Feb 8, 2007

Nuclear terrorism risk seen growing

Posted by in categories: existential risks, nuclear weapons

Two new reports on global security conclude with a growing risk for nuclear terrorism Reuters report today.

The EastWest Institute and Chatham House, the two think-tanks behind the reports, cite that more states are pursuing their own nuclear ambitions and that the materials and engineering effort for a bomb “have all become commodities, more or less available to those determined enough to acquire them”.

The vulnerability of nuclear power plants are mentioned. This is highly relevant considering all the new power plants under planning or construction. Read about the planned terrorist attack on a nuclear power plant in Australia, “Australia nuclear plant plot trial opens in Paris”, Reuters.

But most suprisingly:

Ken Berry, author of the EastWest Institute report, said the rise of environmental militants would bring “an even bigger prospect that scientific personnel from the richest countries will aid eco-terrorist use of nuclear weapons or materials”.

This reminds me of Pentti Linkola, Finnish eco-philosopher and by many considered an eco-fascist. In a Wall Street Journal interview he expresses the view that World War III would be: “a happy occasion for the planet.… If there were a button I could press, I would sacrifice myself without hesitating, if it meant millions of people would die.”

Source: Reuters.

Read the reports; “Preventing Nuclear Terrorism” from EastWest Institute and The CBRN System: Assessing the threat of terrorist use of chemical, biological, radiological and nuclear weapons in the UK from Chatham House (The Royal Institute of International Affairs).


Comments — comments are now closed.

  1. Tom McCabe says:

    “The vulnerability of nuclear power plants are mentioned.”

  2. Tom McCabe says:


    Okay, let’s say Mr. Random Terrorist Guy wants to use a nuclear power plant for evil. He walks right through the first, second, and third doors, past the multiple checkpoints, and the security guards drop their weapons and get him a limo so he can cruise right through the plant in style. The plant operators all come out, jump to their feet, and shout “At your command, Sir!”
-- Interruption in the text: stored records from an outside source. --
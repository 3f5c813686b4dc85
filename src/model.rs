//! Core records flowing through the pipeline: configured sources, ingested
//! items and the enrichment attached to them.

use std::collections::BTreeMap;
use std::fmt::{self, Write as _};

use chrono::{DateTime, Utc};
use serde::{Deserialize, Serialize};
use sha2::{Digest, Sha256};

use crate::analyze::moderation::ModerationVerdict;
use crate::analyze::reliability::ReliabilityAssessment;

/// Category used when neither the source nor the classifier supplies one.
pub const GENERAL_CATEGORY: &str = "General";

/// Trust prior assumed when a source has none configured and no table entry matches.
pub const DEFAULT_TRUST: f64 = 0.5;

/// A configured feed endpoint. Runtime statistics live in
/// [`crate::health::HealthTracker`], keyed by `name`.
#[derive(Debug, Clone, Serialize, Deserialize, PartialEq)]
pub struct Source {
    pub name: String,
    pub url: String,
    #[serde(default)]
    pub category: Option<String>,
    /// 0.0..=1.0; resolved from the trust-prior table at load when absent.
    #[serde(default)]
    pub trust_score: Option<f64>,
    #[serde(default)]
    pub bias: Option<String>,
    #[serde(default)]
    pub destination_override: Option<String>,
    #[serde(default)]
    pub paused: bool,
    #[serde(default = "default_true")]
    pub active: bool,
    #[serde(default)]
    pub tags: Vec<String>,
}

fn default_true() -> bool {
    true
}

impl Source {
    pub fn new(name: impl Into<String>, url: impl Into<String>) -> Self {
        Self {
            name: name.into(),
            url: url.into(),
            category: None,
            trust_score: None,
            bias: None,
            destination_override: None,
            paused: false,
            active: true,
            tags: Vec::new(),
        }
    }

    pub fn with_category(mut self, category: impl Into<String>) -> Self {
        self.category = Some(category.into());
        self
    }

    pub fn with_trust(mut self, trust: f64) -> Self {
        self.trust_score = Some(trust);
        self
    }

    pub fn with_override(mut self, destination: impl Into<String>) -> Self {
        self.destination_override = Some(destination.into());
        self
    }

    /// Resolved trust prior, clamped to 0..=1.
    pub fn trust(&self) -> f64 {
        self.trust_score
            .filter(|t| t.is_finite())
            .unwrap_or(DEFAULT_TRUST)
            .clamp(0.0, 1.0)
    }

    /// Eligible for fetching this cycle.
    pub fn is_fetchable(&self) -> bool {
        self.active && !self.paused
    }
}

/// Stable item identity. The prefix records which natural key it came from.
#[derive(Debug, Clone, PartialEq, Eq, Hash, PartialOrd, Ord, Serialize, Deserialize)]
pub struct ItemId(String);

impl ItemId {
    /// Derive an identity from the best available natural key:
    /// feed guid, else canonical link, else title + raw publish time.
    pub fn derive(guid: Option<&str>, link: Option<&str>, title: &str, published: &str) -> Self {
        if let Some(g) = guid.map(str::trim).filter(|g| !g.is_empty()) {
            return Self(format!("guid:{}", sha256_hex(g)));
        }
        if let Some(l) = link.map(canonical_link).filter(|l| !l.is_empty()) {
            return Self(format!("url:{}", sha256_hex(&l)));
        }
        let key = format!("{}|{}", title.trim(), published.trim());
        Self(format!("content:{}", sha256_hex(&key)))
    }

    pub fn as_str(&self) -> &str {
        &self.0
    }
}

impl fmt::Display for ItemId {
    fn fmt(&self, f: &mut fmt::Formatter<'_>) -> fmt::Result {
        f.write_str(&self.0)
    }
}

/// Trim and drop a trailing fragment so `#comments` links collapse onto the article.
pub fn canonical_link(link: &str) -> String {
    let l = link.trim();
    let l = l.split('#').next().unwrap_or(l);
    l.to_string()
}

fn sha256_hex(s: &str) -> String {
    let mut hasher = Sha256::new();
    hasher.update(s.as_bytes());
    let digest = hasher.finalize();
    let mut out = String::with_capacity(digest.len() * 2);
    for b in digest {
        let _ = write!(out, "{:02x}", b);
    }
    out
}

#[derive(Debug, Clone, Copy, PartialEq, Eq, Hash, Serialize, Deserialize, Default)]
#[serde(rename_all = "lowercase")]
pub enum Sentiment {
    Positive,
    Negative,
    #[default]
    Neutral,
}

impl Sentiment {
    pub fn as_str(&self) -> &'static str {
        match self {
            Sentiment::Positive => "positive",
            Sentiment::Negative => "negative",
            Sentiment::Neutral => "neutral",
        }
    }

    /// Lenient parse; anything unrecognised is neutral.
    pub fn parse(s: &str) -> Self {
        match s.trim().to_ascii_lowercase().as_str() {
            "positive" | "pos" => Sentiment::Positive,
            "negative" | "neg" => Sentiment::Negative,
            _ => Sentiment::Neutral,
        }
    }
}

impl fmt::Display for Sentiment {
    fn fmt(&self, f: &mut fmt::Formatter<'_>) -> fmt::Result {
        f.write_str(self.as_str())
    }
}

pub const MAX_TOPICS: usize = 5;
pub const MAX_KEYWORDS: usize = 10;

#[derive(Debug, Clone, PartialEq, Serialize, Deserialize, Default)]
pub struct ClassificationResult {
    pub sentiment: Sentiment,
    /// -1.0..=1.0
    pub score: f64,
    pub topics: Vec<String>,
    pub keywords: Vec<String>,
    /// Entity kind -> count.
    pub entities: BTreeMap<String, u32>,
    pub opinionated: bool,
    #[serde(default)]
    pub moderation: Option<ModerationVerdict>,
}

impl ClassificationResult {
    /// Enforce the documented bounds on service output.
    pub fn sanitized(mut self) -> Self {
        if !self.score.is_finite() {
            self.score = 0.0;
        }
        self.score = self.score.clamp(-1.0, 1.0);
        self.topics.retain(|t| !t.trim().is_empty());
        self.topics.truncate(MAX_TOPICS);
        self.keywords.retain(|k| !k.trim().is_empty());
        self.keywords.truncate(MAX_KEYWORDS);
        self
    }
}

/// One ingested article. Identity is fixed at creation; enrichment fills the
/// optional fields in place.
#[derive(Debug, Clone, Serialize)]
pub struct Item {
    pub id: ItemId,
    pub title: String,
    pub content: String,
    pub link: Option<String>,
    pub image: Option<String>,
    pub source: String,
    pub published: DateTime<Utc>,
    pub fetched: DateTime<Utc>,
    pub category: Option<String>,
    pub citations: Vec<String>,
    pub classification: Option<ClassificationResult>,
    pub reliability: Option<ReliabilityAssessment>,
    /// Visible annotation prepended when moderation severity is Medium.
    pub content_warning: Option<String>,
}

impl Item {
    /// Sentiment used for routing; unclassified items count as neutral.
    pub fn sentiment(&self) -> Sentiment {
        self.classification
            .as_ref()
            .map(|c| c.sentiment)
            .unwrap_or_default()
    }

    pub fn category_or_general(&self) -> &str {
        self.category.as_deref().unwrap_or(GENERAL_CATEGORY)
    }

    pub fn topics(&self) -> &[String] {
        self.classification
            .as_ref()
            .map(|c| c.topics.as_slice())
            .unwrap_or(&[])
    }
}

#[cfg(test)]
mod tests {
    use super::*;

    #[test]
    fn guid_wins_over_link() {
        let a = ItemId::derive(Some("abc-1"), Some("https://x/a"), "T", "");
        let b = ItemId::derive(Some(" abc-1 "), Some("https://x/b"), "Other", "");
        assert_eq!(a, b);
        assert!(a.as_str().starts_with("guid:"));
    }

    #[test]
    fn link_then_content_fallback() {
        let a = ItemId::derive(None, Some("https://x/a#comments"), "T", "");
        let b = ItemId::derive(Some("  "), Some("https://x/a"), "T2", "");
        assert_eq!(a, b);
        assert!(a.as_str().starts_with("url:"));

        let c = ItemId::derive(None, None, "Title", "Mon, 01 Jan 2024 10:00:00 GMT");
        let d = ItemId::derive(None, Some(""), "Title", "Mon, 01 Jan 2024 10:00:00 GMT");
        assert_eq!(c, d);
        assert!(c.as_str().starts_with("content:"));
        assert_ne!(c, ItemId::derive(None, None, "Title", "Tue, 02 Jan 2024 10:00:00 GMT"));
    }

    #[test]
    fn sentiment_parse_is_lenient() {
        assert_eq!(Sentiment::parse("POSITIVE"), Sentiment::Positive);
        assert_eq!(Sentiment::parse(" negative "), Sentiment::Negative);
        assert_eq!(Sentiment::parse("mixed"), Sentiment::Neutral);
    }

    #[test]
    fn sanitized_caps_topics_and_score() {
        let c = ClassificationResult {
            score: 3.0,
            topics: (0..8).map(|i| format!("t{i}")).collect(),
            keywords: (0..14).map(|i| format!("k{i}")).collect(),
            ..Default::default()
        }
        .sanitized();
        assert_eq!(c.topics.len(), MAX_TOPICS);
        assert_eq!(c.keywords.len(), MAX_KEYWORDS);
        assert!((c.score - 1.0).abs() < 1e-9);
    }

    #[test]
    fn trust_defaults_and_clamps() {
        let s = Source::new("A", "https://a");
        assert!((s.trust() - DEFAULT_TRUST).abs() < 1e-9);
        assert!((s.clone().with_trust(1.7).trust() - 1.0).abs() < 1e-9);
        assert!(!Source { paused: true, ..s }.is_fetchable());
    }
}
    Even in this ludicrous scenario, what’s Mr. Terrorist going to do? Melt down the core? Even assuming it’s an older nuclear plant that doesn’t use meltdown-proof equipment like pebble bed and several other types of reactors, what would happen? Obviously the plant would be wrecked, and a few hundred million dollars worth of equipment would be destroyed and a radioactive mess created that would take months to clean up. But the nuclear core is inconveniently surrounded with a two-to-three meter thick concrete shell, in addition to steel and other layers of heavy material. And unlike Chernobyl, Western reactors do not use large quantities of uncooled graphite as a moderator, eliminating the possibility of a graphite fire that would rip the plant apart. Nuclear plants are already probably the safest civilian industrial facilities in the world, with something like more than half the plant’s construction budget going to safety.

    Why has Lifeboat been talking so much about nuclear terrorism? Nuclear terrorism, on Nick Bostrom’s scale of risks, is a personal total disaster and a regional recoverable disaster. What about bioterrorism, nanoterrorism, or UFAI-terrorism, all of which are serious existential risks?

  3. I haven’t read the entire reports yet, as your scenario imply, I guess someone on the inside would be of great help. The Chatham house report states: “By attacking a nuclear power station, using conventional means (such as a large proximate explosion or the direct impact of a missile) to cause catastrophic breakdown of the reactor and its subsequent destruction.” Doesn’t seem to say much more than that.

    It’s scary to think that nuclear terror really has arrived with the poisoning of Alexander Litvinenko.

    I agree that on the “existential risk”-scale nuclear terror is a lesser threat than NBIC-attacks. The difference is that nuclear terror could happend now and advanced enough NBIC-attacks (that wreak more havoc than a nuclear terror/error) are future threats.

    Maybe it’s my geostrategic position (in Norway) that makes me uncomfortable with nuclear power plants in my back yard. I admit my bias. :)

    See: Chenrobyl Fallout Map

  4. And if you have a look on the Lifeboat mainpage I think you’ll find one of the most thoughtful collections on the web of articles on exactly the threats you mention (bioterrorism, nanoterrorism, or UFAI-terrorism).

    A post to a blog, as this one, is a reference to a current news-article which tells you something about the mainstream perception of high-level threats.

  5. randpost says:

    Pentti Linkola is a nut case. Lives nearby :F.

  6. Tom McCabe says:

    “the direct impact of a missile)”

    Okay, since when do two-bit terrorist groups have missiles capable of ripping a large hole in several meters of solid concrete?